Forum Discussion

Brian_Dantzig's avatar
Brian_Dantzig
Icon for Nimbostratus rankNimbostratus
Jul 03, 2012

selective drop of SSL

I have a virtual server that has client and server ssl profiles so that incoming HTTPS is terminated then after processing is re-encrypted to the pool. There is an iRule that inspects the HTTP requests and for certain paths it changes the pool. I have done this before. However, I want to send some requests to a pool of servers that are HTTP not HTTPS. I tried this once before by dropping the encryption in the iRule but that drops it for all subsequent requests down the connection including ones destined for the encrypted pool/servers.

 

Any ideas on how to accomplish this?

 

2 Replies

  • Depending on how many paths you would like to exclude from encryption, you could use a couple of different methods.
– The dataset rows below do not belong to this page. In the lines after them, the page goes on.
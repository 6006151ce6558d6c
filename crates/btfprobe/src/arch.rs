//! Architecture tags and the kprobe argument register tables.
//!
//! The kernel's kprobe fetch syntax names registers per architecture; a
//! parameter index maps to the calling-convention register that carries that
//! argument at function entry, and return probes read the return-value
//! register. Entries past the register file (386) spill to `$stackN`.

use std::fmt;
use std::str::FromStr;

use crate::errors::Error;

/// A supported target architecture.
#[derive(Debug, Clone, Copy, PartialEq, Eq, Hash)]
pub enum Arch {
    /// x86-64.
    Amd64,
    /// 64-bit ARM.
    Arm64,
    /// 32-bit x86.
    I386,
}

const AMD64_PARAMS: [&str; 6] = ["%di", "%si", "%dx", "%cx", "%r8", "%r9"];
const ARM64_PARAMS: [&str; 6] = ["%x0", "%x1", "%x2", "%x3", "%x4", "%x5"];
const I386_PARAMS: [&str; 6] = ["%ax", "%dx", "%cx", "$stack1", "$stack2", "$stack3"];

impl Arch {
    /// Detect the architecture this binary runs on.
    pub fn host() -> Result<Arch, Error> {
        match std::env::consts::ARCH {
            "x86_64" => Ok(Arch::Amd64),
            "aarch64" => Ok(Arch::Arm64),
            "x86" => Ok(Arch::I386),
            other => Err(Error::UnsupportedArch(other.to_string())),
        }
    }

    /// The register holding the function parameter at `index`.
    pub(crate) fn param_register(self, index: usize) -> Result<&'static str, Error> {
        let table = match self {
            Arch::Amd64 => &AMD64_PARAMS,
            Arch::Arm64 => &ARM64_PARAMS,
            Arch::I386 => &I386_PARAMS,
        };
        table
            .get(index)
            .copied()
            .ok_or(Error::UnsupportedParamIndex(index))
    }

    /// The register holding the function return value.
    pub(crate) fn return_register(self) -> &'static str {
        match self {
            Arch::Amd64 => "%ax",
            Arch::Arm64 => "%x0",
            Arch::I386 => "%ax",
        }
    }
}

impl FromStr for Arch {
    type Err = Error;

    fn from_str(s: &str) -> Result<Self, Self::Err> {
        match s {
            "amd64" => Ok(Arch::Amd64),
            "arm64" => Ok(Arch::Arm64),
            "386" => Ok(Arch::I386),
            other => Err(Error::UnsupportedArch(other.to_string())),
        }
    }
}

impl fmt::Display for Arch {
    fn fmt(&self, f: &mut fmt::Formatter<'_>) -> fmt::Result {
        match self {
            Arch::Amd64 => f.write_str("amd64"),
            Arch::Arm64 => f.write_str("arm64"),
            Arch::I386 => f.write_str("386"),
        }
    }
}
The simplest method for a single path:

    when CLIENT_ACCEPTED {
      SSL::disable serverside
    }
    
    when HTTP_REQUEST { 
      if {!([string tolower [HTTP::path]] starts_with "/standardhttppath") } {
        SSL::enable serverside
        }
    }
     Or, if you have many paths that you would like to list in a data group (called 'standard_http_dg' in this example) 
     when CLIENT_ACCEPTED {
      SSL::disable serverside
    }
    
    when HTTP_REQUEST {
      if { ![class match [string tolower [HTTP::path]] starts_with standard_http_dg] } {
        SSL::enable serverside
        }
    }

    Regards,

    Eric
  • Thank you. I'll give it a try. Are there performance concerns with this? It looks like we might be doing a lot of extra SSL negotiations.